No Trust, No Faith, No Credibility
“We’ve soundly established that this was a crappy, crappy year, even by Canberra’s standards”
Annabell Crab ABC News
Cartoonish animations
When Scott Morrison first became Prime Minister — 12 long weeks ago, when Wentworth was still the jewel in the crown of the Liberal Party, Julia Banks was still a Liberal MP and Andrew Broad still lounged jauntily athwart the marital moral high-ground — he asked his colleagues to think twice before airing their views.
Before stepping in front of a camera they should, he suggested, ask themselves: “Does this make the boat go faster?”
It should be noted that the PM is a man who can incorporate a nautical reference into just about any discussion. A man to whom the phrase “back when I was stopping the boats” is as appropriate for inclusion in a casual exchange with a beleaguered strawberry picker as it is in a Force 10 gesticulatory cyclone of agreement with Ray Hadley.
Not that Mr Morrison was the first prime minister to adopt the language of the sea when thinking out loud about how to manage his own government’s seemingly inexhaustible gift for tripping over its own tackle.
It was only four years ago (that’s about 36 in Australian prime minister years) that a penitent Tony Abbott, heading for the summer break, vowed to his punch-drunk colleagues that he would spend it “knocking one or two barnacles off the ship”.
Mr Abbott’s subsequent decision to strip down to his budgie-smugglers and slip below the waterline to affix a Prince Philip-shaped limpet mine to the hull of the HMAS Coalition — with pyrotechnically memorable results — is a matter of historical record.
Philandering
Four months later, of course, the PM’s trimmed his sails and would settle for one single day on which he can announce a budget surplus without some dunderplunken on his frontbench uploading his business card to “Too Cheap For Actual Hookers Dot Com”. A low bar, you’d think, and you’d be right, but one which nonetheless managed to collect the Minister Assisting the Deputy Prime Minister this week, in a development that called into serious question the dictionary definition of the word “assisting”.
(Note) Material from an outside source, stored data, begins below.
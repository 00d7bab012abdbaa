//! Booking handlers

use axum::{
    extract::{Path, Query, State},
    http::StatusCode,
    Json,
};
use chrono::NaiveDate;
use serde::Deserialize;
use uuid::Uuid;

use crate::auth::{AuthUser, Permission};
use crate::bookings::{self, Checkout};
use crate::db;
use crate::error::{ApiResponse, Result};
use crate::models::Booking;
use crate::pagination::{PaginatedResponse, PaginationParams};
use crate::AppState;

#[derive(Debug, Deserialize)]
pub struct CreateBookingRequest {
    pub seat_id: Uuid,
    pub duration_months: u32,
    #[serde(default)]
    pub start_date: Option<NaiveDate>,
}

#[derive(Debug, Deserialize)]
pub struct RenewBookingRequest {
    pub duration_months: u32,
    #[serde(default)]
    pub coupon_code: Option<String>,
}

/// POST /api/v1/bookings
pub async fn create(
    State(state): State<AppState>,
    user: AuthUser,
    Json(req): Json<CreateBookingRequest>,
) -> Result<(StatusCode, Json<ApiResponse<Checkout>>)> {
    let checkout =
        bookings::create_booking(&state, &user, req.seat_id, req.duration_months, req.start_date)
            .await?;

    Ok((StatusCode::CREATED, ApiResponse::ok(checkout)))
}

/// POST /api/v1/bookings/:id/renew
pub async fn renew(
    State(state): State<AppState>,
    user: AuthUser,
    Path(booking_id): Path<Uuid>,
    Json(req): Json<RenewBookingRequest>,
) -> Result<(StatusCode, Json<ApiResponse<Checkout>>)> {
    let checkout = bookings::renew_booking(
        &state,
        &user,
        booking_id,
        req.duration_months,
        req.coupon_code.as_deref(),
    )
    .await?;

    Ok((StatusCode::CREATED, ApiResponse::ok(checkout)))
}

/// GET /api/v1/bookings
pub async fn list(
    State(state): State<AppState>,
    user: AuthUser,
    Query(params): Query<PaginationParams>,
) -> Result<Json<ApiResponse<PaginatedResponse<Booking>>>> {
    user.require(Permission::BookSeat)?;

    let items = db::get_user_bookings(
        &state.db,
        user.user_id,
        params.get_limit() as i64,
        params.get_offset() as i64,
    )
    .await?;
    let total = db::count_user_bookings(&state.db, user.user_id).await?;

    Ok(ApiResponse::ok(PaginatedResponse::new(items, &params, total)))
}
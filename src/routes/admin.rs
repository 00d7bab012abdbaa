//! Platform reports for admins

use axum::{
    extract::{Query, State},
    Json,
};
use chrono::{DateTime, Duration, NaiveDate, Utc};
use serde::Deserialize;

use crate::auth::{AuthUser, Permission};
use crate::db;
use crate::error::{ApiResponse, AppError, Result};
use crate::models::Booking;
use crate::pagination::{PaginatedResponse, PaginationParams};
use crate::reports::{occupancy_by_cabin, revenue_by_month, CabinOccupancy, MonthlyRevenue};
use crate::AppState;

#[derive(Debug, Deserialize)]
pub struct RevenueQuery {
    pub from: Option<NaiveDate>,
    pub to: Option<NaiveDate>,
}

impl RevenueQuery {
    /// `[from, to)` as timestamps; defaults to the last 365 days
    fn range(&self, now: DateTime<Utc>) -> Result<(DateTime<Utc>, DateTime<Utc>)> {
        let to = match self.to {
            Some(day) => start_of(day + Duration::days(1)),
            None => now,
        };
        let from = match self.from {
            Some(day) => start_of(day),
            None => to - Duration::days(365),
        };

        if from >= to {
            return Err(AppError::Validation("from must be before to".to_string()));
        }
        Ok((from, to))
    }
}

fn start_of(day: NaiveDate) -> DateTime<Utc> {
    day.and_time(chrono::NaiveTime::MIN).and_utc()
}

#[derive(Debug, Deserialize)]
pub struct OccupancyQuery {
    pub date: Option<NaiveDate>,
    pub page: Option<u32>,
    pub per_page: Option<u32>,
}

/// GET /api/v1/admin/reports/revenue
pub async fn revenue(
    State(state): State<AppState>,
    user: AuthUser,
    Query(query): Query<RevenueQuery>,
) -> Result<Json<ApiResponse<Vec<MonthlyRevenue>>>> {
    user.require(Permission::ViewPlatformReports)?;

    let (from, to) = query.range(Utc::now())?;
    let bookings = db::get_completed_bookings_between(&state.db, from, to).await?;

    Ok(ApiResponse::ok(revenue_by_month(&bookings)))
}

/// GET /api/v1/admin/reports/occupancy
pub async fn occupancy(
    State(state): State<AppState>,
    user: AuthUser,
    Query(query): Query<OccupancyQuery>,
) -> Result<Json<ApiResponse<PaginatedResponse<CabinOccupancy>>>> {
    user.require(Permission::ViewPlatformReports)?;

    let day = query.date.unwrap_or_else(|| Utc::now().date_naive());
    let cabins = db::get_active_cabins(&state.db).await?;
    let seat_counts = db::count_seats_by_cabin(&state.db).await?;
    let active = db::get_bookings_active_on(&state.db, day).await?;

    let rows = occupancy_by_cabin(&cabins, &seat_counts, &active);
    let params = PaginationParams {
        page: query.page,
        per_page: query.per_page,
    };
    Ok(ApiResponse::ok(PaginatedResponse::from_all(rows, &params)))
}

/// GET /api/v1/admin/payments/refunds
///
/// Paid bookings that lost their seat and are waiting for a refund.
pub async fn refunds(
    State(state): State<AppState>,
    user: AuthUser,
) -> Result<Json<ApiResponse<Vec<Booking>>>> {
    user.require(Permission::ViewPlatformReports)?;

    let bookings = db::get_refund_due_bookings(&state.db).await?;
    Ok(ApiResponse::ok(bookings))
}
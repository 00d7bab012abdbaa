//! Inhale Stays API server

use sqlx::postgres::PgPoolOptions;
use std::net::SocketAddr;
use tokio::signal;
use tracing_subscriber::{layer::SubscriberExt, util::SubscriberInitExt};

use inhalestays_api::{build_router, cache, config::Config, AppState};

#[tokio::main]
async fn main() -> anyhow::Result<()> {
    // Load .env file if present
    dotenvy::dotenv().ok();

    // Initialize tracing
    tracing_subscriber::registry()
        .with(
            tracing_subscriber::EnvFilter::try_from_default_env()
                .unwrap_or_else(|_| "inhalestays_api=debug,tower_http=info".into()),
        )
        .with(tracing_subscriber::fmt::layer())
        .init();

    let config = Config::from_env()?;

    // Database connection pool
    let db = PgPoolOptions::new()
        .max_connections(config.database_max_connections)
        .connect(&config.database_url)
        .await?;
    tracing::info!("Connected to database");

    let addr: SocketAddr = format!("{}:{}", config.host, config.port).parse()?;
    let state = AppState::new(db.clone(), config);

    // Serve the last seat snapshot until the warmer catches up
    state.cache.load_snapshot().await;
    tokio::spawn(cache::start_cache_warmer(state.cache.clone(), db));

    let app = build_router(state.clone());

    tracing::info!("Listening on {}", addr);
    let listener = tokio::net::TcpListener::bind(addr).await?;
    axum::serve(listener, app)
        .with_graceful_shutdown(shutdown_signal())
        .await?;

    // Keep the snapshot current for the next start
    state.cache.save_snapshot().await;
    tracing::info!("Shutdown complete");
    Ok(())
}

async fn shutdown_signal() {
    let ctrl_c = async {
        if let Err(e) = signal::ctrl_c().await {
            tracing::error!("Failed to install Ctrl+C handler: {}", e);
            std::future::pending::<()>().await;
        }
    };

    #[cfg(unix)]
    let terminate = async {
        match signal::unix::signal(signal::unix::SignalKind::terminate()) {
            Ok(mut sig) => {
                sig.recv().await;
            }
            Err(e) => {
                tracing::error!("Failed to install SIGTERM handler: {}", e);
                std::future::pending::<()>().await;
            }
        }
    };

    #[cfg(not(unix))]
    let terminate = std::future::pending::<()>();

    tokio::select! {
        () = ctrl_c => {},
        () = terminate => {},
    }

    tracing::info!("Shutdown signal received");
}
I know, I know. In the pantheon of poor behaviour this year, the ignominious end of Andrew Broad — a mid-range National Party chipmunk best known previously for his staunch defence of the family from the various depredations of betrothed homosexuals and Barnaby Joyce — barely makes the top 10.
Before he sinks entirely beneath the primordial ooze of 2018, though, it’s worth asking, tiredly: What the hell is a minister of the Crown doing on “private business” in Hong Kong?
Also: Why would said minister, signing up for a “Sugar Daddy” dating service, not only use his real name but regularly advise the intended recipient of his distinctly Australian amatory style (“I’m an Aussie lad, I know how to ride a horse, fly a plane and f**k my woman”) just how senior and important he was?
I mean, not that we necessarily look for World’s Best Practice Philandering in the ranks of executive government, but it stands to reason that a gent who is incapable of discreetly getting his rocket polished in an Asian financial centre might not be your best bet for, I don’t know, building a very fast train or regulating the dairy industry.
Philandering
The state of Mr Broad’s marriage is no-one else’s business. But the self-aggrandising, petty venality and braggadocio on display here is horribly familiar.
Muppet master
So nautically flavoured strategic advice four years later from Mr Morrison, a leadership figure who is literally only there because Peter Dutton cannot count, was always going to be ingested with a grain of salt.
(We shouldn’t judge, really. Political leaders propelled to temporary greatness by the innumeracy of their peers are as common as cats, and as unreliable of temperament. Some of them, like Mr Morrison, are eager to please but prone to coughing up unexpected hairballs. Some, like Mr Abbott, are better sent to a nice farm. And some, like Mark Latham, could probably have been judiciously euthanased before escaping to interbreed with Pauline Hanson.)
Private matters
Is it or is it not of similar vein to the minister who went on a private business trip and accidentally attended some meetings where attendees might have thought he was there in an official role, and later claimed $37,000 for his home internet connection?
Is it entirely different from the deputy PM who left his wife for his staffer, complained long and bitterly about the breach of his privacy, and then sold the story to a commercial TV network?
From the MPs and senators who lined up to vote for their own party’s energy policy then decided — in a week of the most bone-headed and directionless political violence — to ice their leader over it?
All Aussies talk about is Israel, after all
Forget house prices, cricket scandals or the Stefanovic nuptials; it’s all been about the embassy. At our school, the kids even form themselves into “Tel Aviv” and “Jerusalem” teams to play chasey at recess.
All of this, of course, is “Canberra bubble” stuff, and Mr Morrison would much prefer that journalists apply their attention to the real issues concerning fair dinkum, footy-supporting, sausage-munching, hard-working Aussie mums and dads.
Like, for example, whether Australia should shift its embassy in Israel.
I don’t know about you, but I’ve heard about little else at the school gate this year.